May 11, 2021 2 min read

PostgreSQL Hyperscale (Citus) on Azure: Distributed Database Patterns

Azure PostgreSQL Database Distributed Systems Citus

Azure Database for PostgreSQL Hyperscale (Citus) brings horizontal scaling to PostgreSQL. It distributes data across multiple nodes, enabling you to handle workloads that would be impossible on a single server.

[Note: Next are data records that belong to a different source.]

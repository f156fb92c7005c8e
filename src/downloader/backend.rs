use std::path::Path;

use async_trait::async_trait;
use tracing::{info, warn};

use super::error::DownloadError;
use super::external::{ExternalBackend, ExternalProgram};
use super::native::NativeBackend;
use crate::auth::SessionCredentials;
use crate::common::client::CourseraClient;

/// 把一个地址下载到一个文件
#[async_trait]
pub trait TransferBackend: Send + Sync {
    fn name(&self) -> &str;

    async fn transfer(
        &self,
        url: &str,
        output: &Path,
        credentials: &SessionCredentials,
    ) -> Result<(), DownloadError>;
}

/// 按 wget、curl、aria2、axel 的顺序选择第一个可用的外部程序，都没有时使用内置下载
pub async fn select_backend(
    programs: &[ExternalProgram],
    client: CourseraClient,
) -> Box<dyn TransferBackend> {
    let mut candidates = programs.to_vec();
    candidates.sort_by_key(|p| p.tool);

    for program in candidates {
        if program.is_available().await {
            info!("使用外部下载程序: {}", program.bin.display());
            return Box::new(ExternalBackend::new(program));
        }
        warn!(
            "找不到 {}: {}，尝试下一个",
            program.tool.name(),
            program.bin.display()
        );
    }

    info!("使用内置下载器");
    Box::new(NativeBackend::new(client))
}
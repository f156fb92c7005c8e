use std::fmt;

use reqwest::header::{COOKIE, HeaderMap, HeaderName, HeaderValue};

use super::errors::{AuthError, Result};

pub const CSRF_COOKIE: &str = "csrf_token";
pub const SESSION_COOKIE: &str = "session";

const CSRF_HEADER: &str = "x-csrftoken";

/// 一次课程下载过程中使用的会话凭据。
///
/// 登录成功后创建，之后只读；抓取页面和下载文件时显式传入，
/// 不存在任何全局的令牌状态。
#[derive(Clone, Default, PartialEq, Eq)]
pub struct SessionCredentials {
    csrf_token: String,
    session: String,
}

impl SessionCredentials {
    pub fn new(csrf_token: impl Into<String>, session: impl Into<String>) -> Result<Self> {
        let credentials = Self {
            csrf_token: csrf_token.into(),
            session: session.into(),
        };

        // 两个值都会进入请求头，提前校验
        HeaderValue::from_str(&credentials.cookie_header())
            .map_err(|_| AuthError::InvalidCredentials("Cookie 中包含非法字符".to_string()))?;

        Ok(credentials)
    }

    /// 不带任何令牌的凭据，只在离线处理本地页面时使用
    pub fn anonymous() -> Self {
        Self::default()
    }

    pub fn is_anonymous(&self) -> bool {
        self.csrf_token.is_empty() && self.session.is_empty()
    }

    pub fn csrf_token(&self) -> &str {
        &self.csrf_token
    }

    pub fn session(&self) -> &str {
        &self.session
    }

    /// `Cookie` 头的值，外部下载器使用同样的字符串
    pub fn cookie_header(&self) -> String {
        format!(
            "{}={}; {}={}",
            CSRF_COOKIE, self.csrf_token, SESSION_COOKIE, self.session
        )
    }

    /// 每个认证请求都要带上的请求头：会话 Cookie 和 CSRF 头
    pub fn headers(&self) -> HeaderMap {
        let mut headers = HeaderMap::new();
        if let Ok(value) = HeaderValue::from_str(&self.cookie_header()) {
            headers.insert(COOKIE, value);
        }
        if let Ok(value) = HeaderValue::from_str(&self.csrf_token) {
            headers.insert(HeaderName::from_static(CSRF_HEADER), value);
        }
        headers
    }
}

// 令牌不能出现在日志里
impl fmt::Debug for SessionCredentials {
    fn fmt(&self, f: &mut fmt::Formatter<'_>) -> fmt::Result {
        f.debug_struct("SessionCredentials")
            .field("csrf_token", &"[REDACTED]")
            .field("session", &"[REDACTED]")
            .finish()
    }
}
use std::path::Path;

use async_trait::async_trait;
use futures::{Stream, StreamExt};
use indicatif::{ProgressBar, ProgressStyle};
use tokio::io::{AsyncWrite, AsyncWriteExt};
use tracing::{debug, info, warn};

use super::backend::TransferBackend;
use super::bandwidth::BandwidthCalc;
use super::error::DownloadError;
use crate::auth::SessionCredentials;
use crate::common::client::CourseraClient;

/// 每次写入文件并统计速度的块大小
const CHUNK_SIZE: usize = 1024 * 1024;

/// 内置的流式下载
#[derive(Debug, Clone)]
pub struct NativeBackend {
    client: CourseraClient,
}

impl NativeBackend {
    pub fn new(client: CourseraClient) -> Self {
        Self { client }
    }

    fn spinner() -> ProgressBar {
        let pb = ProgressBar::new_spinner();
        if let Ok(style) = ProgressStyle::with_template("{spinner:.green} {msg}") {
            pb.set_style(style);
        }
        pb
    }
}

#[async_trait]
impl TransferBackend for NativeBackend {
    fn name(&self) -> &str {
        "native"
    }

    async fn transfer(
        &self,
        url: &str,
        output: &Path,
        credentials: &SessionCredentials,
    ) -> Result<(), DownloadError> {
        info!("下载 {} -> {}", url, output.display());
        let response = self.client.get_with_credentials(url, credentials).await?;

        let status = response.status();
        if !status.is_success() {
            warn!("文件可能已经不在服务器上，跳过: {} ({})", url, status);
            return Err(DownloadError::HttpStatus {
                url: url.to_string(),
                status,
            });
        }

        let mut file = tokio::fs::File::create(output).await?;
        let pb = Self::spinner();
        let mut bw = BandwidthCalc::default();
        let mut bytes_read = 0u64;

        // 按块统计进度和速度
        let copied = copy_in_chunks(response.bytes_stream(), &mut file, CHUNK_SIZE, |len| {
            bytes_read += len as u64;
            bw.received(len);
            pb.set_message(format!("{} bytes read{}", bytes_read, bw.render()));
            pb.tick();
        })
        .await;

        if let Err(e) = copied {
            pb.abandon_with_message("下载中断");
            return Err(e);
        }

        pb.finish_and_clear();
        debug!("完成 {} ({} 字节)", output.display(), bytes_read);
        Ok(())
    }
}

/// 把数据流凑成固定大小的块依次写入，最后一块可能较小。
///
/// 每写完一块调用一次 `on_chunk`，返回写入的总字节数。
async fn copy_in_chunks<S, B, E, W, F>(
    mut stream: S,
    writer: &mut W,
    chunk_size: usize,
    mut on_chunk: F,
) -> Result<u64, DownloadError>
where
    S: Stream<Item = Result<B, E>> + Unpin,
    B: AsRef<[u8]>,
    DownloadError: From<E>,
    W: AsyncWrite + Unpin,
    F: FnMut(usize),
{
    let mut buf = Vec::with_capacity(chunk_size);
    let mut total = 0u64;

    while let Some(data) = stream.next().await {
        let bytes = data?;
        let mut data = bytes.as_ref();
        while !data.is_empty() {
            let take = (chunk_size - buf.len()).min(data.len());
            buf.extend_from_slice(&data[..take]);
            data = &data[take..];

            if buf.len() == chunk_size {
                writer.write_all(&buf).await?;
                total += buf.len() as u64;
                on_chunk(buf.len());
                buf.clear();
            }
        }
    }

    if !buf.is_empty() {
        writer.write_all(&buf).await?;
        total += buf.len() as u64;
        on_chunk(buf.len());
    }
    writer.flush().await?;
    Ok(total)
}
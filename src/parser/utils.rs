use lazy_static::lazy_static;
use regex::Regex;

lazy_static! {
    static ref FORMAT_PATTERN: Regex = Regex::new(r"(?:\.|format=)(\w+)(?:\?.*)?$").unwrap();
}

const EXTRA_VALID_CHARS: &str = "-_.()";

// 去掉最后一个 "(" 开始的后缀，一般是 "(12 min)" 这样的时长标注
fn strip_paren_suffix(s: &str) -> &str {
    match s.rfind('(') {
        Some(pos) => &s[..pos],
        None => s,
    }
}

fn clean_once(s: &str) -> String {
    strip_paren_suffix(s)
        .trim()
        .replace(':', "-")
        .replace(' ', "_")
        .replace("nbsp", "")
        .chars()
        .filter(|c| c.is_ascii_alphanumeric() || EXTRA_VALID_CHARS.contains(*c))
        .collect()
}

/// 把抓取到的文本转换成安全的文件名片段。
///
/// 结果只包含 ASCII 字母、数字和 `-_.()`，重复调用结果不变。
pub fn clean_filename(s: &str) -> String {
    let mut current = clean_once(s);
    loop {
        let next = clean_once(&current);
        if next == current {
            return current;
        }
        current = next;
    }
}

/// 从资源链接中提取格式，如 `.../download.mp4?x=1` 得到 `mp4`
pub fn extract_format(href: &str) -> Option<String> {
    FORMAT_PATTERN
        .captures(href)
        .and_then(|caps| caps.get(1))
        .map(|m| m.as_str().to_string())
}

Let’s explore how to design and operate Hyperscale effectively.

Understanding Hyperscale Architecture

Hyperscale uses the Citus extension to create a distributed database:

                  Coordinator Node
                  (Metadata + Routing)
                         |
         +---------------+---------------+
         |               |               |
    Worker Node 1   Worker Node 2   Worker Node 3
    (Data Shard 1)  (Data Shard 2)  (Data Shard 3)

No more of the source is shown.